#### Provided data ####
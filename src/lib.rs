// ABOUTME: Main library entry point for the Fitlink fitness connector server
// ABOUTME: Provides OAuth connect endpoints, throttled activity import, and the dashboard API
//
// SPDX-License-Identifier: MIT OR Apache-2.0
// Copyright (c) 2025 Pierre Fitness Intelligence

#![recursion_limit = "256"]
#![deny(unsafe_code)]

//! # Fitlink Server
//!
//! Backend for a fitness-tracking application that connects third-party platforms
//! (Strava, Fitbit) over OAuth, periodically imports activity data, and serves a
//! performance dashboard.
//!
//! ## Architecture
//!
//! - **Providers**: Per-provider OAuth constants (authorize URL, scopes, delimiter)
//! - **`OAuth2` client**: Authorization URL construction
//! - **Routes**: `/oauth/{provider}/connect`, `/dashboard`, `/health`
//! - **Importer**: Cooldown-gated trigger for the activity import endpoint
//! - **Database**: Read contract used by the dashboard, backed by `SQLite`
//!
//! ## Example Usage
//!
//! ```rust,no_run
//! use fitlink_server::config::environment::ServerConfig;
//! use fitlink_server::errors::AppResult;
//!
//! fn main() -> AppResult<()> {
//!     let config = ServerConfig::from_env()?;
//!     println!("Fitlink configured with port: HTTP={}", config.http_port);
//!     Ok(())
//! }
//! ```

/// Session token verification and identity extraction
pub mod auth;

/// Configuration management from environment variables
pub mod config;

/// Application constants and configuration values
pub mod constants;

/// Shared server resources built once at startup
pub mod context;

/// Dashboard data loading with degraded fallbacks
pub mod dashboard;

/// Database abstraction and `SQLite` implementation
pub mod database;

/// Unified error handling system with standard error codes and HTTP responses
pub mod errors;

/// Throttled background activity importer
pub mod importer;

/// Production logging and structured output
pub mod logging;

/// Core data models re-exported from `fitlink-core`
pub mod models;

/// `OAuth2` authorization URL construction
pub mod oauth2_client;

/// Fitness provider catalog
pub mod providers;

/// HTTP route handlers
pub mod routes;
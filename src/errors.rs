// ABOUTME: Re-exports the unified error types from fitlink-core
// ABOUTME: Keeps `crate::errors` paths stable for handlers and binaries
//
// SPDX-License-Identifier: MIT OR Apache-2.0
// Copyright (c) 2025 Pierre Fitness Intelligence

pub use fitlink_core::errors::*;
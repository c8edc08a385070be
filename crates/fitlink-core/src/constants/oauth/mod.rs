// ABOUTME: OAuth-related constants and configuration values
// ABOUTME: Includes provider identifiers and OAuth configuration defaults
//
// SPDX-License-Identifier: MIT OR Apache-2.0
// Copyright (c) 2025 Pierre Fitness Intelligence

//! OAuth constants module

/// OAuth provider constants
pub mod providers;

/// Re-export all OAuth provider constants
pub use providers::*;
####
Problem description
What is needed is each line of the entries that contains the word "HTTP".

Written solution
//!     println!("Fitlink configured with port: HTTP={}", config.http_port);
/// Unified error handling system with standard error codes and HTTP responses
/// HTTP route handlers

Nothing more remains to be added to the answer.